The chapter on transaction processing goes all the way from what a transaction is up to Real Application Clusters (RAC), and covers the techniques necessary on two-tier, three-tier, and Web and grid transaction processing. There’s a good chapter on data warehousing and business intelligence, with brief introductions to some of Oracle’s BI tools such as the Business Intelligence Foundation Suite, and Exalytics.

High availability is covered next. The chapter opens with a fairly tame look at what high availability is, but later on moves on to more useful topics such as instance recovery and automatic storage management. The next chapter describes what the options are for computer architecture, and what constitutes Oracle engineered systems – the Exadata Database Machine, Exalogic, SuperCluster, and Database Appliance. There’s a brief introduction to distributed databases and replication, with descriptions of Tuxedo and Golden Gate.
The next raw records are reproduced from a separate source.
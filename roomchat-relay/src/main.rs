//! roomchat relay server: in-memory chat rooms over WebSocket.
//!
//! An axum WebSocket server that keeps a registry of rooms, their members,
//! and a bounded message backlog, and relays chat and typing events between
//! the members of each room. Nothing is persisted.
//!
//! # Usage
//!
//! ```bash
//! # Run on default address 0.0.0.0:4000
//! cargo run --bin roomchat-relay
//!
//! # Run on custom address
//! cargo run --bin roomchat-relay -- --bind 127.0.0.1:8080
//!
//! # Or just pick the port
//! PORT=5000 cargo run --bin roomchat-relay
//! ```

use std::sync::Arc;

use clap::Parser;
use roomchat_relay::config::{RelayCliArgs, RelayConfig};
use roomchat_relay::relay::{self, RelayState};

#[tokio::main]
async fn main() {
    let cli = RelayCliArgs::parse();

    // Load config from CLI args + config file + env vars + defaults.
    let config = match RelayConfig::load(&cli) {
        Ok(c) => c,
        Err(e) => {
            eprintln!("Error loading configuration: {e}");
            std::process::exit(1);
        }
    };

    // Initialize tracing with the resolved log level.
    let env_filter = tracing_subscriber::EnvFilter::try_from_default_env()
        .unwrap_or_else(|_| tracing_subscriber::EnvFilter::new(&config.log_level));
    tracing_subscriber::fmt().with_env_filter(env_filter).init();

    tracing::info!(
        addr = %config.bind_addr,
        backlog_capacity = config.backlog_capacity,
        "starting roomchat relay server"
    );

    let state = Arc::new(RelayState::with_config(
        config.max_payload_size,
        config.backlog_capacity,
    ));

    match relay::start_server_with_state(&config.bind_addr, state).await {
        Ok((bound_addr, handle)) => {
            tracing::info!(addr = %bound_addr, "relay server listening");
            if let Err(e) = handle.await {
                tracing::error!(error = %e, "relay server task failed");
            }
        }
        Err(e) => {
            tracing::error!(error = %e, "failed to start relay server");
            std::process::exit(1);
        }
    }
}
I’d have liked more on this topic, but it does explain what the concepts are.

The extended data types, objects in Oracle, how Java fits in, XML DB and spatial options get a short chapter to themselves, and the book ends with a chapter on Oracle in the cloud and the role of APEX.

This isn’t a book that will turn you into an Oracle expert. It does give a good overview of what you’ll need to learn about. You may well end the book more depressed about the amount of ‘stuff’ that you need to know than when you first opened the covers, but at least you’ll have a better idea of how it all fits together.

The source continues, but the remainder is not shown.